Young At Heart

I first met Chuck Helpingstine in 2003, at his headquarters in Hillsborough, to discuss a potential partnership.

His store, Johnny T-shirt, had been a Chapel Hill staple for 20 years. The company was a perfect match for Inside Carolina. It was local, had a grassroots approach, and carried such a friendly and youthful vibe. In other words, it was Chuck personified.

Johnny T-shirt became the “Official Online Store” of Inside Carolina. Thus began a successful partnership – and my monthly visits to Millstone Drive.

They never seemed like business meetings. Chuck was always casual—in personality and attire. He was soft-spoken, welcoming and kind. That disposition was the norm among his co-workers that I got to know over the years, but is not commonly found in the business world outside the Carolina Blue walls of their warehouse.

The purpose of the drives to Hillsborough were technically to drop off promotional material, but it was more than that. I enjoyed the visits, no matter how brief. I enjoyed the friendly chats with Chuck and his co-workers, and our occasional lunches downtown. I enjoyed their genuine enthusiasm for Carolina sports. And, frankly, I thought the big warehouse of merchandise – which grew a lot bigger – was just cool.

In the last few years those visits began to skip months here and there.

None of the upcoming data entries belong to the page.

//! Gateway error types with HTTP status code mapping.
//!
//! [`GatewayError`] is the central error type for the service. Each variant
//! maps to a specific HTTP status code and structured JSON error response.

use axum::extract::rejection::JsonRejection;
use axum::http::StatusCode;
use axum::response::{IntoResponse, Response};
use serde::Serialize;
use serde_json::json;
use utoipa::ToSchema;

use crate::domain::money::MoneyError;
use crate::domain::split_calculator::SplitError;
use crate::domain::{Money, PaymentStatus};

/// Structured JSON error response body.
///
/// All error responses follow this shape:
/// ```json
/// {
///   "error": {
///     "code": 4001,
///     "message": "payment of 30.00 exceeds remaining balance 20.00",
///     "details": { "amount": "30.00", "remaining": "20.00" }
///   }
/// }
/// ```
#[derive(Debug, Serialize, ToSchema)]
pub struct ErrorResponse {
    /// Structured error payload.
    pub error: ErrorBody,
}

/// Inner error body with numeric code and human-readable message.
#[derive(Debug, Serialize, ToSchema)]
pub struct ErrorBody {
    /// Numeric error code.
    pub code: u32,
    /// Human-readable error message.
    pub message: String,
    /// Machine-readable context for the failure.
    #[serde(skip_serializing_if = "Option::is_none")]
    #[schema(value_type = Option<Object>)]
    pub details: Option<serde_json::Value>,
}

/// Server-side error enum with HTTP status code mapping.
///
/// # Error Code Ranges
///
/// | Range     | Category        | HTTP Status                  |
/// |-----------|-----------------|------------------------------|
/// | 1000–1999 | Validation      | 400 Bad Request              |
/// | 2000–2999 | Not Found       | 404 Not Found / 409 Conflict |
/// | 3000–3999 | Server          | 500 Internal Server Error    |
/// | 4000–4999 | Reconciliation  | 422 Unprocessable / 409      |
#[derive(Debug, thiserror::Error)]
pub enum GatewayError {
    /// Request validation failed.
    #[error("invalid request: {0}")]
    InvalidRequest(String),

    /// An amount was malformed, non-positive or out of range.
    #[error("invalid amount: {0}")]
    InvalidAmount(String),

    /// A split request cannot be satisfied.
    #[error("invalid split: {0}")]
    InvalidSplit(String),

    /// Session with the given ID was not found.
    #[error("session not found: {0}")]
    SessionNotFound(uuid::Uuid),

    /// Payment with the given ID was not found in the session.
    #[error("payment not found: {0}")]
    PaymentNotFound(uuid::Uuid),

    /// Split part with the given ID was not found.
    #[error("split part not found: {0}")]
    PartNotFound(uuid::Uuid),

    /// Seat with the given ID was not found.
    #[error("seat not found: {0}")]
    SeatNotFound(uuid::Uuid),

    /// The session has no active split.
    #[error("session {0} has no active split")]
    NoActiveSplit(uuid::Uuid),

    /// A seat with the same number already exists at the table.
    #[error("table {table_id} already has seat {number}")]
    SeatConflict {
        /// Table reference.
        table_id: String,
        /// Conflicting seat number.
        number: u32,
    },

    /// A payment exceeds what is left to pay.
    #[error("payment of {amount} exceeds remaining balance {remaining}")]
    Overpayment {
        /// Requested amount.
        amount: Money,
        /// Amount still available to pay.
        remaining: Money,
    },

    /// Split parts do not reconcile to the amount being split.
    #[error("split parts sum to {got}, expected {expected}")]
    SplitMismatch {
        /// Required sum.
        expected: Money,
        /// Actual sum.
        got: Money,
    },

    /// The active split cannot be replaced because a part is paid.
    #[error("session {0} already has a split with paid parts")]
    SplitAlreadyActiveWithPayments(uuid::Uuid),

    /// The part has already been paid.
    #[error("split part {0} is already paid")]
    PartAlreadyPaid(uuid::Uuid),

    /// The session is completed and accepts no further mutation.
    #[error("session {0} is closed")]
    SessionClosed(uuid::Uuid),

    /// The payment is not pending and cannot change state this way.
    #[error("payment {payment_id} is {}", status.as_str())]
    PaymentNotPending {
        /// Payment identifier.
        payment_id: uuid::Uuid,
        /// Its current status.
        status: PaymentStatus,
    },

    /// Persistence layer failure.
    #[error("persistence error: {0}")]
    PersistenceError(String),

    /// Internal server error.
    #[error("internal error: {0}")]
    Internal(String),
}

impl GatewayError {
    /// Returns the numeric error code for this variant.
    #[must_use]
    pub const fn error_code(&self) -> u32 {
        match self {
            Self::InvalidRequest(_) => 1001,
            Self::InvalidAmount(_) => 1002,
            Self::InvalidSplit(_) => 1003,
            Self::SessionNotFound(_) => 2001,
            Self::PaymentNotFound(_) => 2002,
            Self::PartNotFound(_) => 2003,
            Self::SeatNotFound(_) => 2004,
            Self::NoActiveSplit(_) => 2005,
            Self::SeatConflict { .. } => 2006,
            Self::Internal(_) => 3000,
            Self::PersistenceError(_) => 3001,
            Self::Overpayment { .. } => 4001,
            Self::SplitMismatch { .. } => 4002,
            Self::SplitAlreadyActiveWithPayments(_) => 4003,
            Self::PartAlreadyPaid(_) => 4004,
            Self::SessionClosed(_) => 4005,
            Self::PaymentNotPending { .. } => 4006,
        }
    }

    /// Returns the HTTP status code for this variant.
    #[must_use]
    pub const fn status_code(&self) -> StatusCode {
        match self {
            Self::InvalidRequest(_) | Self::InvalidAmount(_) | Self::InvalidSplit(_) => {
                StatusCode::BAD_REQUEST
            }
            Self::SessionNotFound(_)
            | Self::PaymentNotFound(_)
            | Self::PartNotFound(_)
            | Self::SeatNotFound(_)
            | Self::NoActiveSplit(_) => StatusCode::NOT_FOUND,
            Self::SeatConflict { .. }
            | Self::SplitAlreadyActiveWithPayments(_)
            | Self::PartAlreadyPaid(_)
            | Self::SessionClosed(_)
            | Self::PaymentNotPending { .. } => StatusCode::CONFLICT,
            Self::Overpayment { .. } | Self::SplitMismatch { .. } => {
                StatusCode::UNPROCESSABLE_ENTITY
            }
            Self::PersistenceError(_) | Self::Internal(_) => StatusCode::INTERNAL_SERVER_ERROR,
        }
    }

    /// Returns structured details for variants that carry amounts.
    #[must_use]
    pub fn details(&self) -> Option<serde_json::Value> {
        match self {
            Self::Overpayment { amount, remaining } => Some(json!({
                "amount": amount,
                "remaining": remaining,
            })),
            Self::SplitMismatch { expected, got } => Some(json!({
                "expected": expected,
                "got": got,
                "delta": *expected - *got,
            })),
            Self::PaymentNotPending { status, .. } => Some(json!({ "status": status })),
            Self::SeatConflict { table_id, number } => Some(json!({
                "table_id": table_id,
                "number": number,
            })),
            _ => None,
        }
    }
}

impl From<MoneyError> for GatewayError {
    fn from(err: MoneyError) -> Self {
        match err {
            MoneyError::InvalidDivisor(_) => Self::InvalidSplit(err.to_string()),
            _ => Self::InvalidAmount(err.to_string()),
        }
    }
}

impl From<SplitError> for GatewayError {
    fn from(err: SplitError) -> Self {
        match err {
            SplitError::Invalid(msg) => Self::InvalidSplit(msg),
            SplitError::InvalidAmount(msg) => Self::InvalidAmount(msg),
            SplitError::Mismatch { expected, got } => Self::SplitMismatch { expected, got },
            SplitError::Money(e) => Self::from(e),
        }
    }
}

/// Markers of [`MoneyError`] messages that surface through serde when an
/// amount field fails to parse.
const AMOUNT_ERROR_MARKERS: [&str; 3] = ["malformed amount", "fraction digits", "out of range"];

impl From<JsonRejection> for GatewayError {
    fn from(rejection: JsonRejection) -> Self {
        let text = rejection.body_text();
        if AMOUNT_ERROR_MARKERS.iter().any(|m| text.contains(m)) {
            Self::InvalidAmount(text)
        } else {
            Self::InvalidRequest(text)
        }
    }
}

impl From<sqlx::Error> for GatewayError {
    fn from(err: sqlx::Error) -> Self {
        Self::PersistenceError(err.to_string())
    }
}

impl IntoResponse for GatewayError {
    fn into_response(self) -> Response {
        let status = self.status_code();
        if status.is_server_error() {
            tracing::error!(error = %self, "request failed");
        }
        let body = ErrorResponse {
            error: ErrorBody {
                code: self.error_code(),
                message: self.to_string(),
                details: self.details(),
            },
        };
        let mut response = axum::Json(body).into_response();
        *response.status_mut() = status;
        response
    }
}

Work, family – life – made it more difficult to carve out the time for that drive down I-40. I regretted it then, but I regret it more so now. My last visit to Millstone Dr. was four months ago.

Chuck passed away last week. He was 53. I always assumed he was much younger not just because of his physical appearance, but because he truly seemed young at heart. Talking with him always left a smile on my face.

We extend our condolences to Chuck’s immediate family and his Johnny T-shirt family.

In his passing, we have lost a member of the Inside Carolina family.

RIP, Chuck.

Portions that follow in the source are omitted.